Il piccolo servitore
Quando il piccolo sarò fu assunto al servizio di casa Parti non aveva compiuto nove anni. Le cameriere non potevano durarla in quella casa, perché i maschi, dal nipote al nonno, avevano tutti le mani lunghe. Finalmente, dopo anni di pazienza, la signora radunò la famiglia, e disse: "Abbiamo capito: donne qui non ce ne possono stare! Prenderemo un ragazzo!"

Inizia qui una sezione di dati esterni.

// This Source Code Form is subject to the terms of the Mozilla Public
// License, v. 2.0. If a copy of the MPL was not distributed with this
// file, You can obtain one at https://mozilla.org/MPL/2.0/.

// Copyright 2025 Oxide Computer Company

//! Layer 2 protocol identifiers.

use core::fmt;
use core::fmt::Debug;
use core::fmt::Display;
use serde::Deserialize;
use serde::Serialize;

pub const ETHER_TYPE_ETHER: u16 = 0x6558;
pub const ETHER_TYPE_IPV4: u16 = 0x0800;
pub const ETHER_TYPE_ARP: u16 = 0x0806;
pub const ETHER_TYPE_VLAN: u16 = 0x8100;
pub const ETHER_TYPE_IPV6: u16 = 0x86DD;
pub const ETHER_TYPE_MPLS_UC: u16 = 0x8847;
pub const ETHER_TYPE_MPLS_MC: u16 = 0x8848;
pub const ETHER_TYPE_QINQ: u16 = 0x88A8;

/// The protocol identifier carried in an Ethernet header, a VLAN tag,
/// or a packet's declared protocol.
///
/// The value `0` is never a valid protocol and is used to mean
/// "undefined", e.g. when a tag chain could not be walked.
#[derive(
    Clone, Copy, Deserialize, Eq, Hash, Ord, PartialEq, PartialOrd, Serialize,
)]
pub enum EtherType {
    Ether,
    Ipv4,
    Arp,
    Vlan,
    Ipv6,
    Mpls,
    MplsMcast,
    QinQ,
    Unknown(u16),
}

impl EtherType {
    pub const UNDEFINED: Self = Self::Unknown(0);

    /// Is this one of the two VLAN tag protocols (802.1Q, 802.1ad)?
    pub fn is_vlan(self) -> bool {
        matches!(self, Self::Vlan | Self::QinQ)
    }

    /// Is this one of the MPLS-over-Ethernet protocols?
    pub fn is_mpls(self) -> bool {
        matches!(self, Self::Mpls | Self::MplsMcast)
    }
}

impl From<u16> for EtherType {
    fn from(raw: u16) -> Self {
        match raw {
            ETHER_TYPE_ETHER => Self::Ether,
            ETHER_TYPE_IPV4 => Self::Ipv4,
            ETHER_TYPE_ARP => Self::Arp,
            ETHER_TYPE_VLAN => Self::Vlan,
            ETHER_TYPE_IPV6 => Self::Ipv6,
            ETHER_TYPE_MPLS_UC => Self::Mpls,
            ETHER_TYPE_MPLS_MC => Self::MplsMcast,
            ETHER_TYPE_QINQ => Self::QinQ,
            _ => Self::Unknown(raw),
        }
    }
}

impl From<EtherType> for u16 {
    fn from(et: EtherType) -> Self {
        use EtherType::*;

        match et {
            Ether => ETHER_TYPE_ETHER,
            Ipv4 => ETHER_TYPE_IPV4,
            Arp => ETHER_TYPE_ARP,
            Vlan => ETHER_TYPE_VLAN,
            Ipv6 => ETHER_TYPE_IPV6,
            Mpls => ETHER_TYPE_MPLS_UC,
            MplsMcast => ETHER_TYPE_MPLS_MC,
            QinQ => ETHER_TYPE_QINQ,
            Unknown(val) => val,
        }
    }
}

impl Default for EtherType {
    fn default() -> Self {
        Self::UNDEFINED
    }
}

impl Display for EtherType {
    fn fmt(&self, f: &mut fmt::Formatter) -> fmt::Result {
        write!(f, "{:04X}", u16::from(*self))
    }
}

/// We are never really interested in internal representation of
/// [`EtherType`].
impl Debug for EtherType {
    fn fmt(&self, f: &mut fmt::Formatter) -> fmt::Result {
        write!(f, "{self}")
    }
}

Saretto era gracile, veloce, malaticcio, freddoloso, allegro. Portava sempre il berretto calcato sulle orecchie, una sciarpa al collo, le gambe nude, i piedi nudi nelle scarpe da uomo. Non camminava mai: correva. Le sue gambe si mettevano subito a correre, senza che egli però le aiutasse col moto delle braccia e delle spalle. Come le ruote di un trenino, delle quali, appena tolta la mano, si scarica la corda, così le sue gambe, da ferme che erano, al minimo richiamo, si davano a sforbiciare l'aria rapidamente, portando quel ragazzo aggricchiato dal freddo giù per le scale o per il corridoio o da una parete all'altra di una camera. "Perché corri così, diamine?" gli diceva il nonno. "E cammina come un cristiano!" Una notte, che s'era appisolato aspettando il più giovane dei padroni, al rumore che fece costui entrando, Saretto balzò dalla sedia, e, ancora con gli occhi chiusi, si precipitò fuori dalla porta, rotolando dagli scalini fin sulla strada.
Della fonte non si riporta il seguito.